It’s a warm July evening and we’re inside a well-air conditioned hotel suite in Manhattan, where the floorspace is like 80 percent covered in clothing racks filled with designer threads for a photoshoot. The rapper, who started using they/them pronouns in 2022, has a reputation for politely clipped answers, an almost adolescent shyness during interviews. But today, Uzi has a lot they want to talk about.

For starters, Uzi, 28, is curious about why people like the rapper Tony Yayo consider them the spawn of Satan: “Do these people think me being Satanic is what helps my success? Or that I’m trying to force people into the occult?”

I volunteer that it’s most likely coming from casual listeners who only know of Uzi without really engaging with the music that deeply. And that maybe, just maybe, Uzi rapping about Satan onstage at Rolling Loud and occasionally rocking an upside down cross in the middle of their forehead isn’t not not Satanic behavior.

“But any type of religion is some type of a cult,” Uzi argues calmly. “Being Christian is a cult. You all meet at a place to pray and worship.”

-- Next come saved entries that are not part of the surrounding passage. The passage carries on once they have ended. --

/// Preview — interactive realisation shell for trying out clauses.
///
/// Usage: preview [--lexicon <path.ron>] [--config <path.ron>] [--seed <n>]
///
/// Commands:
///   clause <subject> | <verb> | <object>  — start a new clause
///   set <feature> <value>                 — tense, negated, passive, perfect,
///                                           progressive, modal, number, person
///   question <type|none>                  — make the clause a question
///   show                                  — print the element tree
///   realise                               — realise the current clause
///   file <path.ron>                       — realise an element stored as RON
///   random <n> [seed]                     — realise n random clauses
///   help                                  — list commands
///   quit                                  — exit

use rand::rngs::StdRng;
use rand::seq::SliceRandom;
use rand::{Rng, SeedableRng};
use std::io::{self, BufRead, Write};
use std::path::Path;
use std::sync::Arc;
use surface_realiser::core::lexicon::ron_options;
use surface_realiser::schema::category::LexicalCategory;
use surface_realiser::schema::element::PhraseElement;
use surface_realiser::{
    Element, HasFeatures, Feature, InterrogativeType, MemoryLexicon, NumberAgreement, Person,
    Realiser, RealiserConfig, Tense,
};
use tracing_subscriber::EnvFilter;

/// The clause being edited.
#[derive(Default)]
struct Session {
    subject: String,
    verb: String,
    object: String,
    settings: Vec<(String, String)>,
    question: Option<InterrogativeType>,
}

fn main() {
    tracing_subscriber::fmt()
        .with_env_filter(EnvFilter::from_default_env())
        .with_writer(io::stderr)
        .init();

    let args: Vec<String> = std::env::args().collect();

    if args.len() > 1 && (args[1] == "--help" || args[1] == "-h") {
        print_usage();
        return;
    }

    let mut lexicon_path = None;
    let mut config_path = None;
    let mut seed: u64 = 42;

    let mut i = 1;
    while i < args.len() {
        match args[i].as_str() {
            "--lexicon" if i + 1 < args.len() => {
                i += 1;
                lexicon_path = Some(args[i].clone());
            }
            "--config" if i + 1 < args.len() => {
                i += 1;
                config_path = Some(args[i].clone());
            }
            "--seed" if i + 1 < args.len() => {
                i += 1;
                seed = args[i].parse().unwrap_or(42);
            }
            _ => {
                eprintln!("Unknown argument: {}", args[i]);
                print_usage();
                std::process::exit(1);
            }
        }
        i += 1;
    }

    let lexicon = match load_lexicon(lexicon_path.as_deref()) {
        Ok(lexicon) => lexicon,
        Err(e) => {
            eprintln!("ERROR: {}", e);
            std::process::exit(1);
        }
    };
    let config = match config_path {
        Some(ref path) => match RealiserConfig::load_from_ron(Path::new(path)) {
            Ok(config) => config,
            Err(e) => {
                eprintln!("ERROR: Failed to load config: {}", e);
                std::process::exit(1);
            }
        },
        None => RealiserConfig::default(),
    };
    let realiser = match Realiser::builder().config(config).lexicon(lexicon.clone()).build() {
        Ok(realiser) => realiser,
        Err(e) => {
            eprintln!("ERROR: {}", e);
            std::process::exit(1);
        }
    };

    println!("Loaded {} lexicon entries", lexicon.len());
    println!("Seed: {}", seed);
    println!("Type 'help' for commands.\n");

    let mut session = Session {
        subject: "the woman".to_string(),
        verb: "kiss".to_string(),
        object: "the man".to_string(),
        ..Session::default()
    };

    let stdin = io::stdin();
    let mut stdout = io::stdout();

    loop {
        print!("preview> ");
        stdout.flush().ok();

        let mut line = String::new();
        if stdin.lock().read_line(&mut line).is_err() || line.is_empty() {
            break;
        }
        let line = line.trim();
        if line.is_empty() {
            continue;
        }

        let (cmd, rest) = line.split_once(' ').unwrap_or((line, ""));
        let rest = rest.trim();
        let parts: Vec<&str> = rest.split_whitespace().collect();

        match cmd.to_lowercase().as_str() {
            "quit" | "exit" | "q" => {
                println!("Goodbye.");
                break;
            }
            "help" | "h" | "?" => print_help(),
            "clause" => {
                let pieces: Vec<&str> = rest.split('|').map(str::trim).collect();
                if pieces.len() < 2 || pieces[1].is_empty() {
                    println!("Usage: clause <subject> | <verb> | <object>");
                    continue;
                }
                session = Session {
                    subject: pieces[0].to_string(),
                    verb: pieces[1].to_string(),
                    object: pieces.get(2).copied().unwrap_or("").to_string(),
                    ..Session::default()
                };
                println!("Clause set.");
            }
            "set" => {
                if parts.len() < 2 {
                    println!("Usage: set <feature> <value>");
                    println!("  tense: past, present, future");
                    println!("  negated, passive, perfect, progressive: on, off");
                    println!("  modal: any modal verb, or none");
                    println!("  number: singular, plural    person: first, second, third");
                    continue;
                }
                let name = parts[0].to_lowercase();
                let value = parts[1].to_lowercase();
                let mut probe = realiser.factory().create_clause("it", "be", ());
                match apply_setting(&mut probe, &name, &value) {
                    Ok(()) => {
                        session.settings.retain(|(n, _)| *n != name);
                        session.settings.push((name, value));
                        println!("OK");
                    }
                    Err(e) => println!("{}", e),
                }
            }
            "question" => {
                let Some(kind) = parts.first() else {
                    println!("Usage: question <type|none>");
                    println!("  yesno, how, why, where, howmany, howpredicate,");
                    println!("  whosubject, whoobject, whoindirectobject, whatsubject, whatobject");
                    continue;
                };
                if kind.eq_ignore_ascii_case("none") {
                    session.question = None;
                    println!("Statement.");
                    continue;
                }
                match parse_question(kind) {
                    Some(kind) => {
                        session.question = Some(kind);
                        println!("Question: {:?}", kind);
                    }
                    None => println!("Unknown question type: {}", kind),
                }
            }
            "show" => match build_clause(&realiser, &session) {
                Ok(clause) => println!("{}", Element::from(clause).print_tree()),
                Err(e) => println!("ERROR: {}", e),
            },
            "realise" | "r" => match build_clause(&realiser, &session) {
                Ok(clause) => print_realised(&realiser, clause.into()),
                Err(e) => println!("ERROR: {}", e),
            },
            "file" => {
                let Some(path) = parts.first() else {
                    println!("Usage: file <path.ron>");
                    continue;
                };
                match load_element(Path::new(path)) {
                    Ok(element) => print_realised(&realiser, element),
                    Err(e) => println!("ERROR: {}", e),
                }
            }
            "random" => {
                let count: usize = match parts.first().map(|n| n.parse()) {
                    Some(Ok(n)) => n,
                    _ => {
                        println!("Usage: random <n> [seed]");
                        continue;
                    }
                };
                let run_seed = parts
                    .get(1)
                    .and_then(|s| s.parse().ok())
                    .unwrap_or(seed);
                random_clauses(&realiser, &lexicon, count, run_seed);
            }
            _ => {
                println!("Unknown command: '{}'. Type 'help' for commands.", cmd);
            }
        }
    }
}

fn print_usage() {
    println!("Usage: preview [--lexicon <path.ron>] [--config <path.ron>] [--seed <n>]");
}

fn print_help() {
    println!("Commands:");
    println!("  clause <subject> | <verb> | <object>  Start a new clause");
    println!("  set <feature> <value>                 Set a clause feature");
    println!("  question <type|none>                  Make the clause a question");
    println!("  show                                  Print the element tree");
    println!("  realise                               Realise the current clause");
    println!("  file <path.ron>                       Realise an element stored as RON");
    println!("  random <n> [seed]                     Realise n random clauses");
    println!("  help                                  Show this help");
    println!("  quit                                  Exit");
}

fn load_lexicon(path: Option<&str>) -> Result<Arc<MemoryLexicon>, surface_realiser::LexiconError> {
    match path {
        Some(path) => Ok(Arc::new(MemoryLexicon::load_from_ron(Path::new(path))?)),
        None => MemoryLexicon::english(),
    }
}

fn load_element(path: &Path) -> Result<Element, String> {
    let contents = std::fs::read_to_string(path).map_err(|e| e.to_string())?;
    ron_options().from_str(&contents).map_err(|e| e.to_string())
}

fn build_clause(realiser: &Realiser, session: &Session) -> Result<PhraseElement, String> {
    let factory = realiser.factory();
    let object = (!session.object.is_empty()).then_some(session.object.as_str());
    let mut clause = factory.create_clause(session.subject.as_str(), session.verb.as_str(), object);
    for (name, value) in &session.settings {
        apply_setting(&mut clause, name, value)?;
    }
    if let Some(kind) = session.question {
        clause.set(Feature::InterrogativeType, kind);
    }
    Ok(clause)
}

fn print_realised(realiser: &Realiser, element: Element) {
    match realiser.realise_sentence(element) {
        Ok(text) => {
            println!("\n--- Realised ---");
            println!("{}", text);
            println!("--- End ---\n");
        }
        Err(e) => println!("ERROR: {}", e),
    }
}

fn apply_setting(clause: &mut PhraseElement, name: &str, value: &str) -> Result<(), String> {
    match name {
        "tense" => {
            let tense = match value {
                "past" => Tense::Past,
                "present" => Tense::Present,
                "future" => Tense::Future,
                _ => return Err(format!("Unknown tense: {}", value)),
            };
            clause.set(Feature::Tense, tense);
        }
        "negated" | "passive" | "perfect" | "progressive" => {
            let on = match value {
                "on" | "true" | "yes" => true,
                "off" | "false" | "no" => false,
                _ => return Err(format!("Expected on or off, got: {}", value)),
            };
            let key = match name {
                "negated" => Feature::Negated,
                "passive" => Feature::Passive,
                "perfect" => Feature::Perfect,
                _ => Feature::Progressive,
            };
            clause.set(key, on);
        }
        "modal" => {
            if value == "none" {
                clause.clear_feature(Feature::Modal);
            } else {
                clause.set(Feature::Modal, value);
            }
        }
        "number" => {
            let number = match value {
                "singular" => NumberAgreement::Singular,
                "plural" => NumberAgreement::Plural,
                _ => return Err(format!("Unknown number: {}", value)),
            };
            clause.set(Feature::Number, number);
        }
        "person" => {
            let person = match value {
                "first" => Person::First,
                "second" => Person::Second,
                "third" => Person::Third,
                _ => return Err(format!("Unknown person: {}", value)),
            };
            clause.set(Feature::Person, person);
        }
        _ => return Err(format!("Unknown feature: {}", name)),
    }
    Ok(())
}

fn parse_question(s: &str) -> Option<InterrogativeType> {
    match s.to_lowercase().as_str() {
        "yesno" | "yes_no" => Some(InterrogativeType::YesNo),
        "how" => Some(InterrogativeType::How),
        "why" => Some(InterrogativeType::Why),
        "where" => Some(InterrogativeType::Where),
        "howmany" | "how_many" => Some(InterrogativeType::HowMany),
        "howpredicate" | "how_predicate" => Some(InterrogativeType::HowPredicate),
        "whosubject" | "who_subject" => Some(InterrogativeType::WhoSubject),
        "whoobject" | "who_object" => Some(InterrogativeType::WhoObject),
        "whoindirectobject" | "who_indirect_object" => Some(InterrogativeType::WhoIndirectObject),
        "whatsubject" | "what_subject" => Some(InterrogativeType::WhatSubject),
        "whatobject" | "what_object" => Some(InterrogativeType::WhatObject),
        _ => None,
    }
}

/// Random transitive clauses over the lexicon's nouns and verbs, with
/// random tense, negation, voice and question type.
fn random_clauses(realiser: &Realiser, lexicon: &MemoryLexicon, count: usize, seed: u64) {
    let nouns: Vec<&str> = lexicon
        .iter()
        .filter(|w| w.category == LexicalCategory::Noun && !w.flag(Feature::Proper))
        .map(|w| w.base_form.as_str())
        .collect();
    let verbs: Vec<&str> = lexicon
        .iter()
        .filter(|w| w.category == LexicalCategory::Verb && w.base_form != "be")
        .map(|w| w.base_form.as_str())
        .collect();
    if nouns.is_empty() || verbs.is_empty() {
        println!("The lexicon needs at least one noun and one verb.");
        return;
    }

    let questions = [
        InterrogativeType::YesNo,
        InterrogativeType::WhoSubject,
        InterrogativeType::WhatObject,
        InterrogativeType::Why,
    ];
    let tenses = [Tense::Past, Tense::Present, Tense::Future];
    let mut rng = StdRng::seed_from_u64(seed);
    let factory = realiser.factory();
    let mut errors = 0;

    println!("\n=== Random Clauses: {} (seed {}) ===\n", count, seed);
    for i in 0..count {
        let subject = factory.create_noun_phrase("the", *nouns.choose(&mut rng).unwrap_or(&"dog"));
        let object = factory.create_noun_phrase("a", *nouns.choose(&mut rng).unwrap_or(&"cat"));
        let verb = *verbs.choose(&mut rng).unwrap_or(&"chase");
        let mut clause = factory.create_clause(subject, verb, object);
        let tense = tenses[rng.gen_range(0..tenses.len())];
        clause.set(Feature::Tense, tense);
        clause.set(Feature::Negated, rng.gen_bool(0.25));
        clause.set(Feature::Passive, rng.gen_bool(0.25));
        if rng.gen_bool(0.3) {
            let kind = questions[rng.gen_range(0..questions.len())];
            clause.set(Feature::InterrogativeType, kind);
        }
        match realiser.realise_sentence(clause.into()) {
            Ok(text) => println!("[{}] {}", i + 1, text),
            Err(e) => {
                errors += 1;
                println!("[{}] ERROR: {}", i + 1, e);
            }
        }
    }
    println!("\n{} clauses, {} errors", count, errors);
}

Uzi’s been taking stock of their life, trying to figure out what they really care about. Since radically expanding the barriers of what a mainstream rapper could sound and dress like, Uzi now finds themselves at a peculiar point in their trajectory. They’re still radical. Still upsetting older, more conventional-thinking arbiters in the culture. But hip-hop moves fast; the life cycle between phenom and OG is a short one. Now 10 years in the game, Uzi seems like they’re trying to figure out what their legacy is, as well as how to build a lasting one.

Take fashion. Even though we’re surrounded by racks of designer clothes and Uzi’s long been considered a style icon, fashion doesn’t really excite them anymore. When I ask if they’re still the best-dressed rapper out, Uzi’s reply is a no-hesitation “no.”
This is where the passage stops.